Josh Reddick apologized to manager Bob Melvin for remarks he made in a radio interview Thursday.

Josh Reddick apologized to manager Bob Melvin for remarks he made in a radio interview Thursday.

A’s manager Bob Melvin said he took the blame for the lineup change before a game last month that led right fielder Josh Reddick to complain in a Thursday pregame radio interview about front office meddling in how the Oakland lineup is put together.

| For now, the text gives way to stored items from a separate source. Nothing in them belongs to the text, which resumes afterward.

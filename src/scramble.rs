// Copyright (C) 2023 Dheatly23
//
// This program is free software: you can redistribute it and/or modify
// it under the terms of the GNU Lesser General Public License as published by
// the Free Software Foundation, either version 3 of the License, or
// (at your option) any later version.
//
// This program is distributed in the hope that it will be useful,
// but WITHOUT ANY WARRANTY; without even the implied warranty of
// MERCHANTABILITY or FITNESS FOR A PARTICULAR PURPOSE.  See the
// GNU Lesser General Public License for more details.
//
// You should have received a copy of the GNU Lesser General Public License
// along with this program.  If not, see <https://www.gnu.org/licenses/>.

use ndarray::prelude::*;
use rand::Rng;
use tracing::debug;

use crate::blocks::{composite, extract};
use crate::error::{Error, Result};
use crate::grid::Grid;
use crate::key::Key;
use crate::permutation::Permutation;

/// Scramble blocks of an array.
///
/// Parameters:
/// * `arr` : Input array view. Can be multidimensional,
///   but only the first 2 dimension (height, width) will be split into blocks.
/// * `block_size` : Block edge length. Edge blocks are clipped.
/// * `random` : Random number generator.
///
/// Returns the scrambled array and the permutation needed to undo it.
/// Blocks only trade places with blocks of the same size.
pub fn scramble<A, D, R>(
    arr: ArrayView<'_, A, D>,
    block_size: usize,
    random: &mut R,
) -> Result<(Array<A, D>, Permutation)>
where
    A: Clone + Send + Sync,
    D: Dimension,
    R: Rng + ?Sized,
{
    let grid = Grid::for_shape(arr.shape(), block_size)?;
    debug!(
        cols = grid.cols(),
        rows = grid.rows(),
        block_size,
        "scrambling"
    );

    let orig: Vec<_> = extract(arr.view(), &grid)?.collect();
    let permutation = Permutation::random_for_grid(&grid, random);
    let blocks: Vec<_> = permutation.iter().map(|&src| orig[src].view()).collect();

    let mut out = arr.to_owned();
    composite(out.view_mut(), &grid, &blocks)?;

    Ok((out, permutation))
}

/// Undo [scramble].
///
/// `block_size` must be the one used when scrambling. A permutation of the
/// wrong length fails with [Error::KeySizeMismatch].
pub fn unscramble<A, D>(
    arr: ArrayView<'_, A, D>,
    permutation: &Permutation,
    block_size: usize,
) -> Result<Array<A, D>>
where
    A: Clone + Send + Sync,
    D: Dimension,
{
    let grid = Grid::for_shape(arr.shape(), block_size)?;
    if permutation.len() != grid.len() {
        return Err(Error::KeySizeMismatch {
            expected: grid.len(),
            found: permutation.len(),
        });
    }
    debug!(
        cols = grid.cols(),
        rows = grid.rows(),
        block_size,
        "unscrambling"
    );

    let scr: Vec<_> = extract(arr.view(), &grid)?.collect();
    let inverse = permutation.inverse();
    let blocks: Vec<_> = inverse.iter().map(|&g| scr[g].view()).collect();

    let mut out = arr.to_owned();
    composite(out.view_mut(), &grid, &blocks)?;

    Ok(out)
}

/// [scramble], returning a [Key] that records the grid.
pub fn scramble_with_key<A, D, R>(
    arr: ArrayView<'_, A, D>,
    block_size: usize,
    random: &mut R,
) -> Result<(Array<A, D>, Key)>
where
    A: Clone + Send + Sync,
    D: Dimension,
    R: Rng + ?Sized,
{
    let grid = Grid::for_shape(arr.shape(), block_size)?;
    let (out, permutation) = scramble(arr, block_size, random)?;
    Ok((out, Key::new(permutation, grid)))
}

/// [unscramble] with a [Key].
///
/// Block size defaults to the one stored in the key. If both are
/// given they must agree, and the key's dimensions must match `arr`.
pub fn unscramble_with_key<A, D>(
    arr: ArrayView<'_, A, D>,
    key: &Key,
    block_size: Option<usize>,
) -> Result<Array<A, D>>
where
    A: Clone + Send + Sync,
    D: Dimension,
{
    let block_size = match (block_size, key.block_size()) {
        (Some(v), _) | (None, Some(v)) => v,
        (None, None) => {
            return Err(Error::KeyDecode(
                "key has no block size, one must be given".into(),
            ))
        }
    };

    let grid = Grid::for_shape(arr.shape(), block_size)?;
    key.check(&grid)?;
    unscramble(arr, key.permutation(), block_size)
}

Asked by broadcaster Ray Fosse about what goes in to getting his left-handed bat into the lineup against a left-handed starter, Reddick said:

“I have no idea. It doesn’t come from anywhere in this clubhouse. Everybody knows what situations our general manager puts up there. I couldn’t tell you what the difference is between me starting against one guy and not starting against another guy. There’s probably so many numbers they could dig into their computers and try to find one just to keep me out of the lineup.’’

Reddick was in the original starting lineup Tuesday against Rockies’ lefty Jorge De La Rosa, but then was told he was not playing, and wasn’t happy about it. That came out in the interview, and the right fielder apologized to Melvin Friday.

Talking Friday about Reddick’s description of the front office having “trumped’’ the lineup Tuesday, Melvin denied, that, then said “It was miscommunication, and it was my fault.’’

“We have a lot of numbers, and there is a metric system that I look at that is basically an optimal lineup vs. the pitcher we’re facing that particular night, and I hadn’t looked at it before,’’ Melvin said. “It’s a useful tool for me. So I changed my mind, and I got back to him and didn’t really explain to him why, and therefore there was a little bit of miscommunication.’’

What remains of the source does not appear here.